Indeed, Oden’s argument is undermined by the very cases it cites, each of which reaffirms the universal applicability of the “policy, practice, or custom” requirement in municipal liability cases. See Pembaur v. City of Cincinnati, 475 U.S. 469, 483, 106 S.Ct. 1292, 89 L.Ed.2d 452 (1986) (“We hold that municipal liability under § 1983 attaches where — and only where — a deliberate choice to follow a course of action is made from among various alternatives by the official or officials responsible for establishing final policy with respect to the subject matter in question.”); Cooper v. Dillon, 403 F.3d 1208, 1221 (11th Cir. 2005) (“[T]he plaintiff has the burden to show that a deprivation of constitutional rights occurred as a result of an official government policy or custom.”); McKusick v. City of Melbourne, Fla., 96 F.3d 478, 483 (11th Cir. 1996) (“The presence of a municipal policy or custom is essential” for municipal liability). To Oden’s credit, however, these eases recognize that an action taken by a government official can constitute an official “policy” giving rise to municipal liability if the official has “final policymaking authority” for the municipality. See, e.g., Pembaur, 475 U.S. at 483, 106 S.Ct. 1292. Reframed properly, then, Oden’s argument is that its procedural due process rights were violated as the result of a final policymaker’s decision to conduct demolition on the property.

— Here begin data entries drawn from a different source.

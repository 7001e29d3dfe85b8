use super::*;
use crate::ast::NodeKind;
use crate::parser::{JavaParser, Parser};
use crate::resolve::{ProjectIndex, UnitId};

fn analyze(source: &str) -> (SyntaxTree, ScopeTracker) {
    let tree = JavaParser::new().unwrap().parse(source).unwrap();
    let index = ProjectIndex::build([(UnitId(0), &tree)]);
    let scopes = build_scopes(UnitId(0), &tree, &index).unwrap();
    (tree, scopes)
}

fn declarator(tree: &SyntaxTree, name: &str, nth: usize) -> NodeId {
    tree.ids()
        .filter(|id| matches!(tree.kind(*id), NodeKind::Declarator { name: n, .. } if n == name))
        .nth(nth)
        .expect("declarator")
}

fn name_uses(tree: &SyntaxTree, name: &str) -> Vec<NodeId> {
    tree.ids()
        .filter(|id| matches!(tree.kind(*id), NodeKind::Name { name: n } if n == name))
        .collect()
}

#[test]
fn test_root_block_is_first_and_dominant() {
    let (tree, scopes) = analyze("class A { void m() { int x = 1; } }");
    let root = scopes.root().unwrap();
    assert_eq!(root.id, 1);
    assert_eq!(root.node, tree.root());
    assert!(scopes.blocks().iter().all(|b| b.size() <= root.size()));
    assert!(scopes.check_structure().is_empty());
    assert!(scopes.diagnostics().is_empty());
}

#[test]
fn test_unchanged_local_is_immutable() {
    let (tree, scopes) = analyze("class A { void m() { int x = 1; int y = x + 1; } }");
    assert!(!scopes.is_changed(&tree, "x", declarator(&tree, "x", 0)));
    assert!(!scopes.is_changed(&tree, "y", declarator(&tree, "y", 0)));
}

#[test]
fn test_change_in_nested_loop_marks_outer_declaration() {
    let (tree, scopes) = analyze(
        "class A { int m() { int sum = 0; for (int i = 0; i < 3; i++) { sum += i; } return sum; } }",
    );
    assert!(scopes.is_changed(&tree, "sum", declarator(&tree, "sum", 0)));
    assert!(scopes.is_changed(&tree, "i", declarator(&tree, "i", 0)));
}

#[test]
fn test_redeclaring_block_hides_inner_changes() {
    let (tree, scopes) = analyze(
        "class A { void m() { int x = 1; { int x = 2; x = 3; } } }",
    );
    assert!(!scopes.is_changed(&tree, "x", declarator(&tree, "x", 0)));
    assert!(scopes.is_changed(&tree, "x", declarator(&tree, "x", 1)));
}

#[test]
fn test_this_field_assignment_records_field_name() {
    let (tree, scopes) = analyze("class A { int count; void bump() { this.count = count + 1; } }");
    let routine = tree
        .ids()
        .find(|id| matches!(tree.kind(*id), NodeKind::Method(_)))
        .unwrap();
    assert!(scopes.is_changed(&tree, "count", routine));
}

#[test]
fn test_shadowing_resolves_to_nested_declaration() {
    let (tree, scopes) = analyze(
        "class A { int v; void m() { v = 0; { int v = 5; print(v); } } void print(int p) {} }",
    );
    let uses = name_uses(&tree, "v");
    assert_eq!(uses.len(), 2);

    let outer = scopes.find_declaration(&tree, "v", uses[0]).unwrap();
    assert_eq!(outer.kind, DeclKind::Field { is_static: false });

    let inner = scopes.find_declaration(&tree, "v", uses[1]).unwrap();
    assert_eq!(inner.kind, DeclKind::Local);
    assert_eq!(inner.node, declarator(&tree, "v", 1));
}

#[test]
fn test_local_is_not_visible_before_its_declaration() {
    let (tree, scopes) = analyze("class A { int w; void m() { w = 1; int w = 2; } }");
    let first = name_uses(&tree, "w")[0];
    let decl = scopes.find_declaration(&tree, "w", first).unwrap();
    assert!(decl.kind.is_member());
}

#[test]
fn test_parameters_and_catch_variables() {
    let (tree, scopes) = analyze(
        "class A { void m(String s) { try { s.length(); } catch (Exception e) { e.getMessage(); } } }",
    );
    let s = name_uses(&tree, "s")[0];
    let param = scopes.find_declaration(&tree, "s", s).unwrap();
    assert_eq!(param.kind, DeclKind::Param);
    assert!(param.ty.resolved.is_string());

    let e = name_uses(&tree, "e")[0];
    let caught = scopes.find_declaration(&tree, "e", e).unwrap();
    assert_eq!(caught.ty.resolved.key(), "java.lang.Exception");
}

#[test]
fn test_redeclaration_is_advisory() {
    let (_, scopes) = analyze("class A { void m() { int a = 1; int a = 2; } }");
    let messages: Vec<String> = scopes.diagnostics().iter().map(|d| d.message.clone()).collect();
    assert_eq!(messages.len(), 1);
    assert!(messages[0].contains("'a' is already declared"));
}

#[test]
fn test_overloads_share_one_declaration() {
    let (_, scopes) = analyze("class A { void f() {} void f(int x) {} }");
    assert!(scopes.diagnostics().is_empty());
}

#[test]
fn test_lambda_bodies_are_skipped() {
    let (tree, scopes) = analyze(
        "class A { void m() { int n = 0; Runnable r = () -> { int inner = n; }; } }",
    );
    let inner = declarator(&tree, "inner", 0);
    assert!(scopes.find_declaration(&tree, "inner", inner).is_none());
}

#[test]
fn test_block_escaping_parent_is_containment_error() {
    let tree = JavaParser::new().unwrap().parse("class A { void m() {} }").unwrap();
    let method = tree
        .ids()
        .find(|id| matches!(tree.kind(*id), NodeKind::Method(_)))
        .unwrap();
    let mut scopes = ScopeTracker::new(tree.len());
    scopes.push_block(&tree, method).unwrap();
    let err = scopes.push_block(&tree, tree.root()).unwrap_err();
    assert!(matches!(err, ScopeError::Containment { .. }));
}

#[test]
fn test_try_labels_count_per_unit() {
    let mut scopes = ScopeTracker::default();
    assert_eq!(scopes.next_try(), 1);
    assert_eq!(scopes.next_try(), 2);
}

#[test]
fn test_structural_problems_are_reported_once() {
    let tree = JavaParser::new().unwrap().parse("class A { void m() {} }").unwrap();
    let method = tree
        .ids()
        .find(|id| matches!(tree.kind(*id), NodeKind::Method(_)))
        .unwrap();
    let mut scopes = ScopeTracker::new(tree.len());
    scopes.push_block(&tree, tree.root()).unwrap();
    scopes.pop_block().unwrap();
    scopes.push_block(&tree, method).unwrap();
    scopes.pop_block().unwrap();
    let messages: Vec<String> = scopes.diagnostics().iter().map(|d| d.message.clone()).collect();
    assert_eq!(messages, vec!["expected one root block, found 2".to_string()]);
}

The problem with Oden’s argument is that the ultimate demolition is not the relevant act for assessing municipal liability. Although no alleged deprivation of Oden’s rights could have occurred until the City obtained a final judgment against the property, the crux of Oden’s procedural due process claim is that it did not receive adequate notice of the condemnation proceedings. The relevant question, then, for assessing municipal liability is whether a municipal “policy, practice, or custom” resulted in Oden’s lack of notice. For example, in Pembaur, the court considered municipal liability in the context of an unlawful search resulting from a county prosecutor’s instructions. 475 U.S. at 473, 106 S.Ct. 1292. In holding that the municipality could be held liable, the Court assessed whether the county prosecutor was a final policymaker, even though no deprivation of rights occurred until law enforcement officers actually conducted the search. The Court focused on the prosecutor’s instructions because they “directly caused” the constitutional violation. Id. at 483-85, 106 S.Ct. 1292. Here, then, the relevant act for assessing municipal liability is not the ultimate demolition of the property, but is instead the decision to mail notice of the condemnation action to the incorrect address, which directly resulted in the alleged deprivation of property without notice.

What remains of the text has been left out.